Like many of my neighbors, I spent a good portion of yesterday raking leaves. With a good sized yard and plenty of trees, that becomes a complex operation but this year the leaves seem to be clinging to the trees later than usual, so we’ve had plenty of practice. Hopefully, we can now retire the rake for the season before breaking out the snow shovel.
Although it’s a bit labor intensive, my method of leaf disposal is to rake them into piles, run the lawn mower through the piles to pulverize the leaves, rake the fragments again, and then shovel them into large paper “yard waste” bags. What would be five bags of intact leaves are thereby reduced to one. Even so, yesterday’s yield was still 39 bags.
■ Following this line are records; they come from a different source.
// file: src/render/slug.rs
// description: heading slug generation
// reference: GitHub heading anchor conventions

use pulldown_cmark::Event;

/// Lowercases, drops everything but letters, digits, `_`, `-` and
/// whitespace, then turns whitespace and hyphen runs into single hyphens.
/// The slug never starts or ends with a hyphen.
/// Identical headings produce identical slugs; no deduplication happens.
pub fn slugify(text: &str) -> String {
    let mut slug = String::with_capacity(text.len());
    let mut pending_hyphen = false;

    for c in text.trim().to_lowercase().chars() {
        if c.is_whitespace() || c == '-' {
            pending_hyphen = true;
        } else if c.is_alphanumeric() || c == '_' {
            if pending_hyphen && !slug.is_empty() {
                slug.push('-');
            }
            pending_hyphen = false;
            slug.push(c);
        }
    }

    slug
}

/// The text an event contributes to a heading's slug.
pub(crate) fn heading_text<'e>(event: &'e Event<'_>) -> Option<&'e str> {
    match event {
        Event::Text(text) | Event::Code(text) => Some(&**text),
        Event::InlineMath(tex) | Event::DisplayMath(tex) => Some(&**tex),
        _ => None,
    }
}

#[cfg(test)]
mod tests {
    use super::*;

    #[test]
    fn test_slugify() {
        assert_eq!(slugify("Getting Started!"), "getting-started");
        assert_eq!(slugify("Getting Started!"), slugify("Getting Started!"));
        assert_eq!(slugify("A  --  B"), "a-b");
        assert_eq!(slugify("C++ & Rust_lang"), "c-rust_lang");
        assert_eq!(slugify("  Trim me  "), "trim-me");
        assert_eq!(slugify("Über Graphen"), "über-graphen");
        assert_eq!(slugify("!!!"), "");
        assert_eq!(slugify("Foo -"), "foo");
        assert_eq!(slugify("Step 1 --- "), "step-1");
        assert_eq!(slugify("- Lead"), "lead");
    }
}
As the lawn mower roared through the piles, they emitted a distinct woodsy odor. That, in turn, brought back memories of the smell of burning leaves which, while rare today, were a constant presence in my youth. The smell of burning leaves is one small slice of our New England cultural heritage that’s foreign to anyone below the age of 30. While I understand the pollution-control reasons for not burning leaves, it would be nice to have some communal type event that featured the lost smells, sights and experiences of Fall.
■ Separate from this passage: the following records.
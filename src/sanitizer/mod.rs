// file: src/sanitizer/mod.rs
// description: HTML sanitizer module exports
// reference: internal module structure

pub mod policy;
pub mod walker;

pub use policy::{SanitizePolicy, is_safe_url};
pub use walker::Sanitizer;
While this post was occasioned by nostalgia, I did have an entirely new experience while composing it. Needing a photo of full leaf bags, I ventured out with my camera and spotted a squirrel who didn’t immediately flee when he saw me. He just squatted there at the base of a tree while I took my pictures. Suddenly, high above in an adjacent tree there was a loud crashing sound. I looked up, thinking a branch had broken off, and saw two enormous hawks flying away. My photography had aborted their breakfast plans. The appreciative squirrel (below) scampered up to a low limb and chirped a relieved tune.